The mechanisms of Huangqi Guizhi Wuwu decoction in treating ischaemic stroke based on network pharmacology and experiment verification.

机构信息

College of Chinese Materia Medica, Guangzhou University of Chinese Medicine, Guangzhou, Guangdong, China.

Pharmacy Department, Dongguan Hospital of Traditional Chinese Medicine, Dongguan, Guangdong, China.

出版信息

Pharm Biol. 2023 Dec;61(1):1014-1029. doi: 10.1080/13880209.2023.2230477.

Abstract

CONTEXT

Huangqi Guizhi Wuwu Decoction (HGWD) is effective in treating ischaemic stroke (IS). However, its mechanism of action is still unclear.

OBJECTIVE

Network pharmacology integrated with experiments were used to clarify the underlying mechanisms of HGWD for treating IS.

MATERIALS AND METHODS

TCMSP, GeneCards, OMIM and STRING were used to retrieve and construct visual protein interaction networks for the key targets.

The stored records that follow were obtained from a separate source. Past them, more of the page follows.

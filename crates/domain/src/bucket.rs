use std::fmt::{Display, Formatter};

use s3commander_core::{AppError, AppResult};
use serde::{Deserialize, Serialize};

/// Maximum accepted bucket name length.
pub const BUCKET_NAME_MAX_LENGTH: usize = 255;

/// A validated object-storage bucket name.
#[derive(Debug, Clone, PartialEq, Eq, Hash, PartialOrd, Ord, Serialize, Deserialize)]
pub struct BucketName(String);

impl BucketName {
    /// Creates a validated bucket name.
    ///
    /// Rejects empty or whitespace-only values and values containing
    /// whitespace, since neither can name a real bucket.
    pub fn new(value: impl Into<String>) -> AppResult<Self> {
        let value = value.into();
        let trimmed = value.trim();

        if trimmed.is_empty() {
            return Err(AppError::Validation(
                "bucket name must not be empty".to_owned(),
            ));
        }

        if trimmed.len() > BUCKET_NAME_MAX_LENGTH {
            return Err(AppError::Validation(format!(
                "bucket name must not exceed {BUCKET_NAME_MAX_LENGTH} characters"
            )));
        }

        if trimmed.chars().any(char::is_whitespace) {
            return Err(AppError::Validation(
                "bucket name must not contain whitespace".to_owned(),
            ));
        }

        Ok(Self(trimmed.to_owned()))
    }

    /// Returns the validated bucket name.
    #[must_use]
    pub fn as_str(&self) -> &str {
        self.0.as_str()
    }
}

impl From<BucketName> for String {
    fn from(value: BucketName) -> Self {
        value.0
    }
}

impl Display for BucketName {
    fn fmt(&self, formatter: &mut Formatter<'_>) -> std::fmt::Result {
        write!(formatter, "{}", self.0)
    }
}

#[cfg(test)]
mod tests {
    use super::{BUCKET_NAME_MAX_LENGTH, BucketName};

    #[test]
    fn valid_bucket_name_is_accepted() {
        let bucket = BucketName::new("  finance-reports ");
        assert_eq!(bucket.map(String::from).as_deref(), Ok("finance-reports"));
    }

    #[test]
    fn empty_bucket_name_is_rejected() {
        assert!(BucketName::new("").is_err());
        assert!(BucketName::new("   ").is_err());
    }

    #[test]
    fn bucket_name_with_inner_whitespace_is_rejected() {
        assert!(BucketName::new("finance reports").is_err());
    }

    #[test]
    fn oversized_bucket_name_is_rejected() {
        let long = "b".repeat(BUCKET_NAME_MAX_LENGTH + 1);
        assert!(BucketName::new(long).is_err());
    }
}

The AutoDock tool was used for molecular docking between key targets and active compounds. The neuroprotective effect of HGWD were verified in a middle cerebral artery occlusion (MCAO) model rat. The Sprague-Dawley (SD) rats were divided into sham, model, low-dose (5 g/kg, i.g.), high-dose (20 g/kg, i.g.), and nimodipine (20 mg/kg, i.g.) groups once daily for 7 days. The neurological scores, brain infarct volumes, lipid peroxidation, inflammatory cytokines, Nissl bodies, apoptotic neurons, and signalling pathways were all investigated and evaluated .

RESULTS

Network pharmacology identified 117 HGWD targets related to IS and 36 candidate compounds. GO and KEGG analyses showed that HGWD anti-IS effects were mainly associated with PI3K-Akt and HIF-1 signalling pathways. HGWD effectively reduced the cerebral infarct volumes (19.19%), the number of apoptotic neurons (16.78%), and the release of inflammatory cytokines, etc. in MCAO rats. Furthermore, HGWD decreased the levels of HIF-1A, VEGFA, Bax, cleaved caspase-3, p-MAPK1, and p-c-Jun while increasing the expression of p-PI3K, p-AKT1, and Bcl-2.

DISCUSSION AND CONCLUSION

This study initially elucidated the mechanism of HGWD anti-IS, which contributed to the further promotion and secondary development of HGWD in clinical practice.

摘要

背景

黄芪桂枝五物汤(HGWD)在治疗缺血性中风(IS)方面具有疗效。然而,其作用机制尚不清楚。

目的

采用网络药理学结合实验方法,阐明 HGWD 治疗 IS 的作用机制。

材料和方法

使用 TCMSP、GeneCards、OMIM 和 STRING 检索和构建关键靶标可视化蛋白质相互作用网络。使用 AutoDock 工具进行关键靶标与活性化合物之间的分子对接。在大脑中动脉阻塞(MCAO)模型大鼠中验证了 HGWD 的神经保护作用。将 Sprague-Dawley(SD)大鼠分为假手术组、模型组、低剂量(5g/kg,灌胃)组、高剂量(20g/kg,灌胃)组和尼莫地平(20mg/kg,灌胃)组,每天 1 次,连续 7 天。评估和评价神经功能评分、脑梗死体积、脂质过氧化、炎性细胞因子、尼氏小体、凋亡神经元和信号通路。

结果

网络药理学鉴定出 117 个与 IS 相关的 HGWD 靶标和 36 个候选化合物。GO 和 KEGG 分析表明,HGWD 抗 IS 作用主要与 PI3K-Akt 和 HIF-1 信号通路有关。HGWD 可有效降低 MCAO 大鼠的脑梗死体积(19.19%)、凋亡神经元数量(16.78%)和炎性细胞因子释放等。此外,HGWD 降低了 HIF-1A、VEGFA、Bax、cleaved caspase-3、p-MAPK1 和 p-c-Jun 的水平,同时增加了 p-PI3K、p-AKT1 和 Bcl-2 的表达。

讨论与结论

本研究初步阐明了 HGWD 抗 IS 的作用机制,为进一步促进和二次开发 HGWD 在临床实践中的应用提供了依据。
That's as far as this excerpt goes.